Each line that has the string "daily" must be copied from the records below.

Data section Start Marker

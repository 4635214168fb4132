//! Process-wide activation gate
//!
//! One mutex covers the activated flag and the driver call, so concurrent
//! initializers are serialized and only the first successful one switches
//! the device on. A failed attempt leaves the flag clear; the next caller
//! tries again. Nothing here retries on its own.

use crate::device::driver::DeviceDriver;
use crate::error::{CameraError, Result};
use logging::Logger;
use std::sync::{Arc, Mutex, MutexGuard, OnceLock};
use std::thread;
use std::time::Duration;

static GLOBAL_ACTIVATION: OnceLock<Arc<DeviceActivation>> = OnceLock::new();

#[derive(Debug, Default)]
struct ActivationState {
    activated: bool,
    attempts: u64,
}

/// Gate shared by every session that drives the same device
pub struct DeviceActivation {
    state: Mutex<ActivationState>,
    driver: Arc<dyn DeviceDriver>,
    warmup: Duration,
    logger: Logger,
}

impl DeviceActivation {
    pub fn new(driver: Arc<dyn DeviceDriver>, logger: Logger) -> Self {
        Self {
            state: Mutex::new(ActivationState::default()),
            driver,
            warmup: Duration::ZERO,
            logger,
        }
    }

    /// Time the device needs after a successful power-on before it is
    /// reported active. Spent while holding the gate.
    pub fn with_warmup(mut self, warmup: Duration) -> Self {
        self.warmup = warmup;
        self
    }

    /// Returns the process-wide gate, building it with `init` on first use.
    ///
    /// Later calls ignore `init`.
    pub fn global(init: impl FnOnce() -> DeviceActivation) -> Arc<DeviceActivation> {
        Arc::clone(GLOBAL_ACTIVATION.get_or_init(|| Arc::new(init())))
    }

    /// Switches the device on unless an earlier call already did.
    ///
    /// # Returns
    /// * `Ok(())` - The device is active (now or from before)
    /// * `Err(CameraError::StartupFailure)` - The driver refused; the gate
    ///   stays inactive
    pub fn activate_once(&self) -> Result<()> {
        let mut state = self.lock_state();
        if state.activated {
            self.logger.debug("Device already active, skipping power on");
            return Ok(());
        }
        self.power_on_locked(&mut state)
    }

    /// Invokes the driver even if the device is already active.
    ///
    /// Used for explicit re-activation by a caller. Success marks the gate
    /// active; failure leaves the flag as it was.
    pub fn power_on(&self) -> Result<()> {
        let mut state = self.lock_state();
        self.power_on_locked(&mut state)
    }

    pub fn is_activated(&self) -> bool {
        self.lock_state().activated
    }

    /// Number of times the driver has been invoked
    pub fn attempts(&self) -> u64 {
        self.lock_state().attempts
    }

    fn power_on_locked(&self, state: &mut ActivationState) -> Result<()> {
        state.attempts += 1;
        self.logger.info(&format!(
            "Powering on device with {} driver (attempt {})",
            self.driver.name(),
            state.attempts
        ));

        match self.driver.power_on() {
            Ok(()) => {
                if !self.warmup.is_zero() {
                    thread::sleep(self.warmup);
                }
                state.activated = true;
                self.logger.info("Camera is ON.");
                Ok(())
            }
            Err(reason) => {
                self.logger
                    .warn(&format!("Device power on failed: {}", reason));
                Err(CameraError::StartupFailure(reason))
            }
        }
    }

    fn lock_state(&self) -> MutexGuard<'_, ActivationState> {
        match self.state.lock() {
            Ok(guard) => guard,
            Err(poisoned) => {
                self.logger
                    .error("Activation state mutex poisoned, recovering");
                poisoned.into_inner()
            }
        }
    }
}

#[cfg(test)]
mod tests {
    use super::*;
    use crate::device::driver::{FaultInjectingDriver, SimulatedDriver};
    use logging::LogLevel;
    use std::sync::atomic::{AtomicUsize, Ordering};

    struct FailsFirst {
        calls: AtomicUsize,
    }

    impl DeviceDriver for FailsFirst {
        fn power_on(&self) -> std::result::Result<(), String> {
            if self.calls.fetch_add(1, Ordering::SeqCst) == 0 {
                Err("cold start".to_string())
            } else {
                Ok(())
            }
        }

        fn name(&self) -> &str {
            "fails-first"
        }
    }

    fn quiet_logger() -> Logger {
        Logger::in_memory(LogLevel::Error).0
    }

    #[test]
    fn test_activate_once_is_idempotent() {
        let gate = DeviceActivation::new(Arc::new(SimulatedDriver), quiet_logger());

        assert!(gate.activate_once().is_ok());
        assert!(gate.activate_once().is_ok());
        assert!(gate.is_activated());
        assert_eq!(gate.attempts(), 1);
    }

    #[test]
    fn test_failure_leaves_gate_inactive() {
        let gate = DeviceActivation::new(Arc::new(FaultInjectingDriver), quiet_logger());

        let err = gate.activate_once().unwrap_err();
        assert!(err.is_startup_failure());
        assert!(!gate.is_activated());

        // Next call is a real attempt again
        assert!(gate.activate_once().is_err());
        assert_eq!(gate.attempts(), 2);
    }

    #[test]
    fn test_retry_after_failure_activates() {
        let driver = Arc::new(FailsFirst {
            calls: AtomicUsize::new(0),
        });
        let gate = DeviceActivation::new(driver, quiet_logger());

        assert!(gate.activate_once().is_err());
        assert!(gate.activate_once().is_ok());
        assert!(gate.activate_once().is_ok());
        assert!(gate.is_activated());
        assert_eq!(gate.attempts(), 2);
    }

    #[test]
    fn test_power_on_bypasses_activated_flag() {
        let gate = DeviceActivation::new(Arc::new(SimulatedDriver), quiet_logger());

        gate.activate_once().unwrap();
        gate.power_on().unwrap();
        assert_eq!(gate.attempts(), 2);
    }

    #[test]
    fn test_failure_is_logged() {
        let (logger, capture) = Logger::in_memory(LogLevel::Info);
        let gate = DeviceActivation::new(Arc::new(FaultInjectingDriver), logger);

        let _ = gate.activate_once();
        assert!(capture.contains("Device power on failed: Some error occurred."));
    }

    #[test]
    fn test_global_is_built_once() {
        let first = DeviceActivation::global(|| {
            DeviceActivation::new(Arc::new(SimulatedDriver), quiet_logger())
        });
        let second = DeviceActivation::global(|| panic!("global gate rebuilt"));

        assert!(Arc::ptr_eq(&first, &second));
    }
}
//! Stand-in detectors
//!
//! They always report a detection. The hand detector returns a fixed
//! position so callers can exercise the coordinate path end to end.

use super::traits::{BodyDetector, Detector, HandDetector, MotionDetector};
use logging::Logger;

/// Fixed X coordinate reported by [`HandDetection`]
pub const STUB_HAND_X: f32 = 1.245;
/// Fixed Y coordinate reported by [`HandDetection`]
pub const STUB_HAND_Y: f32 = 1.4567;

/// Body detector stub
pub struct BodyDetection {
    logger: Logger,
}

impl BodyDetection {
    pub fn new(logger: Logger) -> Self {
        Self { logger }
    }
}

impl Detector for BodyDetection {
    fn detect(&self) -> bool {
        self.logger.debug("Body detected.");
        true
    }

    fn name(&self) -> &str {
        "body"
    }
}

impl BodyDetector for BodyDetection {}

/// Motion detector stub
pub struct MotionDetection {
    logger: Logger,
}

impl MotionDetection {
    pub fn new(logger: Logger) -> Self {
        Self { logger }
    }
}

impl Detector for MotionDetection {
    fn detect(&self) -> bool {
        self.logger.debug("Motion detected.");
        true
    }

    fn name(&self) -> &str {
        "motion"
    }
}

impl MotionDetector for MotionDetection {}

/// Hand detector stub tagged with the model and gesture it would run
pub struct HandDetection {
    model: String,
    gesture: String,
    logger: Logger,
}

impl HandDetection {
    pub fn new(model: &str, gesture: &str, logger: Logger) -> Self {
        Self {
            model: model.to_string(),
            gesture: gesture.to_string(),
            logger,
        }
    }

    pub fn model(&self) -> &str {
        &self.model
    }

    pub fn gesture(&self) -> &str {
        &self.gesture
    }
}

impl Detector for HandDetection {
    fn detect(&self) -> bool {
        self.logger.debug(&format!(
            "{} is detecting a hand ({}).",
            self.model, self.gesture
        ));
        true
    }

    fn name(&self) -> &str {
        "hand"
    }
}

impl HandDetector for HandDetection {
    fn coordinates_x(&self) -> f32 {
        STUB_HAND_X
    }

    fn coordinates_y(&self) -> f32 {
        STUB_HAND_Y
    }
}

#[cfg(test)]
mod tests {
    use super::*;
    use logging::LogLevel;

    #[test]
    fn test_body_and_motion_always_detect() {
        let (logger, capture) = Logger::in_memory(LogLevel::Debug);

        assert!(BodyDetection::new(logger.clone()).detect());
        assert!(MotionDetection::new(logger).detect());
        assert!(capture.contains("Body detected."));
        assert!(capture.contains("Motion detected."));
    }

    #[test]
    fn test_hand_detection_reports_fixed_coordinates() {
        let (logger, capture) = Logger::in_memory(LogLevel::Debug);
        let hand = HandDetection::new("ModelXYZ", "Gesture", logger);

        assert!(hand.detect());
        assert_eq!(hand.coordinates_x(), 1.245);
        assert_eq!(hand.coordinates_y(), 1.4567);
        assert_eq!(hand.model(), "ModelXYZ");
        assert!(capture.contains("ModelXYZ is detecting a hand"));
    }
}
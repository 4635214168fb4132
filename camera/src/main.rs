use camera::{CameraSession, CameraSettings, Detector, HandDetection, HandDetector};
use logging::{LogLevel, Logger};

fn main() {
    println!("Camera demo - Starting...");

    let settings = load_settings();
    let logger = initialize_logger(&settings);

    logger.info("Camera demo starting...");
    run_demo(&settings, &logger);
    logger.info("Camera demo finished");
}

/// Loads settings from the first CLI argument, the usual search locations,
/// or falls back to defaults
fn load_settings() -> CameraSettings {
    let loaded = match std::env::args().nth(1) {
        Some(path) => CameraSettings::load_from_file(&path).map(|s| (s, path)),
        None => CameraSettings::find_and_load("camera.json")
            .map(|s| (s, "camera.json".to_string())),
    };

    match loaded {
        Ok((settings, path)) => {
            println!("Configuration loaded from: {}", path);
            settings
        }
        Err(e) => {
            eprintln!("Failed to load configuration: {}", e);
            eprintln!("Using default values...");
            CameraSettings::default()
        }
    }
}

/// Builds the logger described by the logging section
fn initialize_logger(settings: &CameraSettings) -> Logger {
    let config = &settings.logging;
    let level = config.log_level.parse().unwrap_or_else(|e| {
        eprintln!("{}, using info", e);
        LogLevel::Info
    });

    if !config.enable_file {
        return Logger::console(level).for_component("Main");
    }

    match Logger::new(config.log_file_path.clone().into(), level) {
        Ok(logger) => {
            println!(
                "Logging initialized: {} (level: {})",
                config.log_file_path, level
            );
            logger
                .with_console_echo(config.enable_console)
                .for_component("Main")
        }
        Err(e) => {
            eprintln!("Failed to create logger: {}", e);
            eprintln!("Cannot continue without logging system.");
            std::process::exit(1);
        }
    }
}

/// Two cameras sharing one device: video in both request forms, detection,
/// an explicit turn_on on the second camera, then joins
fn run_demo(settings: &CameraSettings, logger: &Logger) {
    let camera1 = CameraSession::from_settings(settings, logger.clone());
    let camera2 = CameraSession::from_settings(settings, logger.clone());

    if let Err(e) = camera1.start_video((1920, 1080, 30)) {
        logger.error(&format!("camera 1 video failed: {}", e));
    }
    let outcome = camera1.wait_for_detection();
    logger.info(&format!("camera 1 detection: {:?}", outcome));
    println!("camera 1 is alive? {}", camera1.is_video_alive());
    camera1.turn_off();

    if let Err(e) = camera2.turn_on() {
        eprintln!("CameraError caught in main: {}", e);
    }

    if let Err(e) = camera2.start_video((1280, 720)) {
        logger.error(&format!("camera 2 video failed: {}", e));
    }
    let outcome = camera2.wait_for_detection();
    logger.info(&format!("camera 2 detection: {:?}", outcome));
    println!("camera 2 is alive? {}", camera2.is_video_alive());
    camera2.turn_off();

    let hand = HandDetection::new(
        &settings.detection.hand_model,
        &settings.detection.hand_gesture,
        logger.for_component("Hand"),
    );
    hand.detect();
    println!("Coordinates X: {}", hand.coordinates_x());
    println!("Coordinates Y: {}", hand.coordinates_y());

    for (name, camera) in [("camera 1", &camera1), ("camera 2", &camera2)] {
        if let Err(e) = camera.join_video() {
            logger.error(&format!("{} join failed: {}", name, e));
        }
    }

    println!("camera 1 is alive? {}", camera1.is_video_alive());
    println!("camera 2 is alive? {}", camera2.is_video_alive());
}
//! Detection capabilities
//!
//! Body, motion and hand recognition are opaque boolean signals here; the
//! real algorithms live behind the [`Detector`] traits.

pub mod combined;
pub mod stubs;
pub mod traits;

pub use combined::CombinedDetector;
pub use stubs::{BodyDetection, HandDetection, MotionDetection};
pub use traits::{BodyDetector, Detector, HandCoordinates, HandDetector, MotionDetector};
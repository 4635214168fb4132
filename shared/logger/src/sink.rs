//! Destinations a [`Logger`](crate::Logger) can write to.

use crate::error::{LoggingError, Result};
use crate::log_message::LogMessage;
use std::fs::{File, OpenOptions};
use std::io::Write;
use std::path::{Path, PathBuf};
use std::sync::mpsc::{Receiver, Sender, channel};
use std::sync::{Arc, Mutex};
use std::thread;

/// Where formatted log lines end up.
#[derive(Debug, Clone)]
pub enum LogSink {
    /// Append to a file through a background writer thread.
    File(PathBuf),
    /// Print to stdout from the calling thread.
    Console,
    /// Keep lines in memory, see [`LogCapture`].
    Memory(LogCapture),
}

/// Shared buffer of formatted log lines, mainly for assertions in tests.
#[derive(Debug, Clone, Default)]
pub struct LogCapture {
    lines: Arc<Mutex<Vec<String>>>,
}

impl LogCapture {
    pub fn new() -> Self {
        Self::default()
    }

    /// Snapshot of every line captured so far.
    pub fn lines(&self) -> Vec<String> {
        match self.lines.lock() {
            Ok(lines) => lines.clone(),
            Err(poisoned) => poisoned.into_inner().clone(),
        }
    }

    /// True if any captured line contains `needle`.
    pub fn contains(&self, needle: &str) -> bool {
        self.lines().iter().any(|line| line.contains(needle))
    }

    pub(crate) fn push(&self, line: String) {
        let mut lines = match self.lines.lock() {
            Ok(lines) => lines,
            Err(poisoned) => poisoned.into_inner(),
        };
        lines.push(line);
    }
}

/// Open sink owned by a logger family (all clones and components share it).
#[derive(Debug, Clone)]
pub(crate) enum SinkHandle {
    File(Sender<LogMessage>),
    Console,
    Memory(LogCapture),
}

impl SinkHandle {
    pub fn open(sink: LogSink) -> Result<Self> {
        match sink {
            LogSink::File(path) => spawn_file_writer(&path).map(SinkHandle::File),
            LogSink::Console => Ok(SinkHandle::Console),
            LogSink::Memory(capture) => Ok(SinkHandle::Memory(capture)),
        }
    }

    pub fn write(&self, message: LogMessage) {
        match self {
            // The writer thread only goes away at process exit.
            SinkHandle::File(sender) => {
                let _ = sender.send(message);
            }
            SinkHandle::Console => println!("{}", message.format()),
            SinkHandle::Memory(capture) => capture.push(message.format()),
        }
    }
}

/// Opens `path` for append and drains messages into it on a dedicated thread.
fn spawn_file_writer(path: &Path) -> Result<Sender<LogMessage>> {
    let file = OpenOptions::new().create(true).append(true).open(path)?;
    let (sender, receiver) = channel();

    thread::Builder::new()
        .name("log-writer".to_string())
        .spawn(move || run_file_writer(file, receiver))
        .map_err(|e| LoggingError::Writer(e.to_string()))?;

    Ok(sender)
}

fn run_file_writer(mut file: File, receiver: Receiver<LogMessage>) {
    for message in receiver {
        if let Err(e) = writeln!(file, "{}", message.format()).and_then(|_| file.flush()) {
            eprintln!("Error writing log: {}", e);
        }
    }
}

#[cfg(test)]
mod tests {
    use super::*;
    use crate::log_level::LogLevel;
    use std::fs;
    use std::time::Duration;
    use tempfile::tempdir;

    #[test]
    fn test_file_sink_creates_file() {
        let dir = tempdir().unwrap();
        let log_path = dir.path().join("camera.log");

        let handle = SinkHandle::open(LogSink::File(log_path.clone()));
        assert!(handle.is_ok());
        assert!(log_path.exists());
    }

    #[test]
    fn test_file_sink_writes_in_background() {
        let dir = tempdir().unwrap();
        let log_path = dir.path().join("camera.log");

        let handle = SinkHandle::open(LogSink::File(log_path.clone())).unwrap();
        handle.write(LogMessage::new(LogLevel::Info, None, "writer test"));
        drop(handle);
        thread::sleep(Duration::from_millis(100));

        let content = fs::read_to_string(log_path).unwrap();
        assert!(content.contains("writer test"));
        assert!(content.ends_with('\n'));
    }

    #[test]
    fn test_file_sink_fails_for_missing_directory() {
        let dir = tempdir().unwrap();
        let log_path = dir.path().join("missing").join("camera.log");

        let result = SinkHandle::open(LogSink::File(log_path));
        assert!(matches!(result, Err(LoggingError::Io(_))));
    }

    #[test]
    fn test_memory_sink_is_shared_between_clones() {
        let capture = LogCapture::new();
        let handle = SinkHandle::open(LogSink::Memory(capture.clone())).unwrap();

        handle
            .clone()
            .write(LogMessage::new(LogLevel::Debug, Some("Video"), "frame"));

        assert_eq!(capture.lines().len(), 1);
        assert!(capture.contains("Video: frame"));
    }
}
impl ConsistencyReconciler {
    pub fn new() -> Self {
        Self::default()
    }

    pub fn with_config(config: ReconcilerConfig) -> Self {
        Self {
            config,
            validator: QuoteValidator::new(),
        }
    }

    pub fn config(&self) -> &ReconcilerConfig {
        &self.config
    }

    fn compare_close(
        &self,
        timestamp: DateTime<Utc>,
        a: &PricePoint,
        b: &PricePoint,
    ) -> Option<Discrepancy> {
        let delta = percent_delta(a.close, b.close)?;
        if delta <= self.config.price_threshold_pct {
            return None;
        }
        let severity = if delta > self.config.price_high_pct {
            DiscrepancySeverity::High
        } else {
            DiscrepancySeverity::Medium
        };
        Some(Discrepancy {
            kind: DiscrepancyKind::Price,
            severity,
            timestamp,
            value_a: Some(a.close),
            value_b: Some(b.close),
            percent_delta: Some(round_to(delta, 2)),
        })
    }

    fn compare_volume(
        &self,
        timestamp: DateTime<Utc>,
        a: &PricePoint,
        b: &PricePoint,
    ) -> Option<Discrepancy> {
        let delta = percent_delta(a.volume, b.volume)?;
        if delta <= self.config.volume_threshold_pct {
            return None;
        }
        let severity = if delta > self.config.volume_high_pct {
            DiscrepancySeverity::High
        } else {
            DiscrepancySeverity::Low
        };
        Some(Discrepancy {
            kind: DiscrepancyKind::Volume,
            severity,
            timestamp,
            value_a: Some(a.volume),
            value_b: Some(b.volume),
            percent_delta: Some(round_to(delta, 2)),
        })
    }

    fn missing(
        timestamp: DateTime<Utc>,
        a: Option<&PricePoint>,
        b: Option<&PricePoint>,
    ) -> Discrepancy {
        Discrepancy {
            kind: DiscrepancyKind::MissingData,
            severity: DiscrepancySeverity::Medium,
            timestamp,
            value_a: a.map(|p| p.close),
            value_b: b.map(|p| p.close),
            percent_delta: None,
        }
    }

    /// Pick the series to trust: clearly better coverage first, then fewer
    /// attributable issues, otherwise neither.
    fn recommend(
        &self,
        a: &TimeSeries,
        b: &TimeSeries,
        count_a: usize,
        count_b: usize,
        issues_a: usize,
        issues_b: usize,
    ) -> RecommendedSource {
        let margin = 1.0 + self.config.coverage_margin;
        if count_a as f64 > count_b as f64 * margin {
            return RecommendedSource::Provider(a.metadata.provider.clone());
        }
        if count_b as f64 > count_a as f64 * margin {
            return RecommendedSource::Provider(b.metadata.provider.clone());
        }
        match issues_a.cmp(&issues_b) {
            std::cmp::Ordering::Less => RecommendedSource::Provider(a.metadata.provider.clone()),
            std::cmp::Ordering::Greater => {
                RecommendedSource::Provider(b.metadata.provider.clone())
            }
            std::cmp::Ordering::Equal => RecommendedSource::Merged,
        }
    }

    /// Cross-check two series for `symbol`.
    pub fn reconcile(&self, a: &TimeSeries, b: &TimeSeries, symbol: &str) -> ConsistencyReport {
        let observed_a = index_observed(a);
        let observed_b = index_observed(b);

        let mut union: Vec<DateTime<Utc>> = observed_a
            .keys()
            .chain(observed_b.keys())
            .copied()
            .collect();
        union.sort();
        union.dedup();

        let mut discrepancies = Vec::new();
        let mut common = Vec::new();
        let (mut missing_in_a, mut missing_in_b) = (0usize, 0usize);

        for &timestamp in &union {
            match (observed_a.get(&timestamp), observed_b.get(&timestamp)) {
                (Some(pa), Some(pb)) => {
                    common.push(timestamp);
                    discrepancies.extend(self.compare_close(timestamp, pa, pb));
                    discrepancies.extend(self.compare_volume(timestamp, pa, pb));
                }
                (Some(pa), None) => {
                    missing_in_b += 1;
                    discrepancies.push(Self::missing(timestamp, Some(*pa), None));
                }
                (None, Some(pb)) => {
                    missing_in_a += 1;
                    discrepancies.push(Self::missing(timestamp, None, Some(*pb)));
                }
                (None, None) => {}
            }
        }

        let invalid_a = observed_a
            .values()
            .filter(|p| !self.validator.is_valid(p))
            .count();
        let invalid_b = observed_b
            .values()
            .filter(|p| !self.validator.is_valid(p))
            .count();

        let as_of = a.metadata.request_time.max(b.metadata.request_time);
        let quality_score = QualityInputs {
            discrepancies: &discrepancies,
            populated: observed_a.len().max(observed_b.len()),
            union: union.len(),
            latest_common: common.last().map(|ts| ts.date_naive()),
            as_of: as_of.date_naive(),
        }
        .score();

        let recommended_source = self.recommend(
            a,
            b,
            observed_a.len(),
            observed_b.len(),
            missing_in_a + invalid_a,
            missing_in_b + invalid_b,
        );

        let prefer_b = matches!(
            &recommended_source,
            RecommendedSource::Provider(id) if *id == b.metadata.provider && *id != a.metadata.provider
        );
        let merged_oldest_first: Vec<PricePoint> = union
            .iter()
            .filter_map(|timestamp| {
                let (pa, pb) = (observed_a.get(timestamp), observed_b.get(timestamp));
                let chosen = if prefer_b { pb.or(pa) } else { pa.or(pb) };
                chosen.map(|p| (*p).clone())
            })
            .collect();

        let daily = a.timeframe == Timeframe::Daily && b.timeframe == Timeframe::Daily;
        let (mut merged, interpolated_point_count) = if daily {
            interpolate_gaps(&merged_oldest_first, self.config.max_interpolation_gap)
        } else {
            (merged_oldest_first, 0)
        };
        merged.reverse();

        let confidence = if union.is_empty() {
            0.0
        } else {
            round_to(
                quality_score.overall / 100.0 * common.len() as f64 / union.len() as f64,
                4,
            )
        };

        let date_range = match (union.first(), union.last()) {
            (Some(start), Some(end)) => Some(DateRange {
                start: *start,
                end: *end,
            }),
            _ => None,
        };

        debug!(
            "Reconciled {} for {} vs {}: {} discrepancies, quality {}, confidence {}",
            symbol,
            a.metadata.provider,
            b.metadata.provider,
            discrepancies.len(),
            quality_score.overall,
            confidence
        );

        ConsistencyReport {
            symbol: symbol.to_string(),
            date_range,
            quality_score,
            discrepancies,
            interpolated_point_count,
            recommended_source,
            confidence,
            merged,
        }
    }
}
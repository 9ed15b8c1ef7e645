//! Notification sink trait and implementations.

use std::sync::{Arc, Mutex};

use log::{info, warn};

use super::Notification;

/// Trait for receiving orchestrator notifications.
///
/// # Design Rules
///
/// - `emit()` must be fast and non-blocking (no network calls, no DB writes)
/// - Failure to emit must not affect fetching (best-effort)
pub trait NotificationSink: Send + Sync {
    /// Emit a single notification.
    fn emit(&self, notification: Notification);

    /// Emit multiple notifications.
    ///
    /// Default implementation calls `emit()` for each notification.
    fn emit_batch(&self, notifications: Vec<Notification>) {
        for notification in notifications {
            self.emit(notification);
        }
    }
}

/// No-op implementation for contexts that don't need notifications.
#[derive(Clone, Default)]
pub struct NoOpNotificationSink;

impl NotificationSink for NoOpNotificationSink {
    fn emit(&self, _notification: Notification) {}
}

/// Writes every notification to the log.
#[derive(Clone, Default)]
pub struct LoggingNotificationSink;

impl NotificationSink for LoggingNotificationSink {
    fn emit(&self, notification: Notification) {
        match &notification {
            Notification::DataSourceFailure {
                provider, message, ..
            } => warn!("Data source '{}' failed: {}", provider, message),
            Notification::DataSourceSuccess {
                provider,
                symbol,
                point_count,
                ..
            } => info!(
                "Data source '{}' served {} points for {}",
                provider, point_count, symbol
            ),
            Notification::ProviderSwitch { from, to, .. } => {
                info!("Switched data source from '{}' to '{}'", from, to)
            }
        }
    }
}

/// Mock sink for testing - collects emitted notifications.
#[derive(Clone, Default)]
pub struct MockNotificationSink {
    notifications: Arc<Mutex<Vec<Notification>>>,
}

impl MockNotificationSink {
    pub fn new() -> Self {
        Self {
            notifications: Arc::new(Mutex::new(Vec::new())),
        }
    }

    /// Returns all collected notifications.
    pub fn notifications(&self) -> Vec<Notification> {
        self.notifications.lock().unwrap().clone()
    }

    /// Returns only the provider switches.
    pub fn switches(&self) -> Vec<Notification> {
        self.notifications()
            .into_iter()
            .filter(|n| matches!(n, Notification::ProviderSwitch { .. }))
            .collect()
    }

    /// Clears collected notifications.
    pub fn clear(&self) {
        self.notifications.lock().unwrap().clear();
    }

    /// Returns the number of collected notifications.
    pub fn len(&self) -> usize {
        self.notifications.lock().unwrap().len()
    }

    /// Returns true if no notifications have been collected.
    pub fn is_empty(&self) -> bool {
        self.notifications.lock().unwrap().is_empty()
    }
}

impl NotificationSink for MockNotificationSink {
    fn emit(&self, notification: Notification) {
        self.notifications.lock().unwrap().push(notification);
    }
}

Data section End Marker

## Your solution
        let daily = a.timeframe == Timeframe::Daily && b.timeframe == Timeframe::Daily;
        let (mut merged, interpolated_point_count) = if daily {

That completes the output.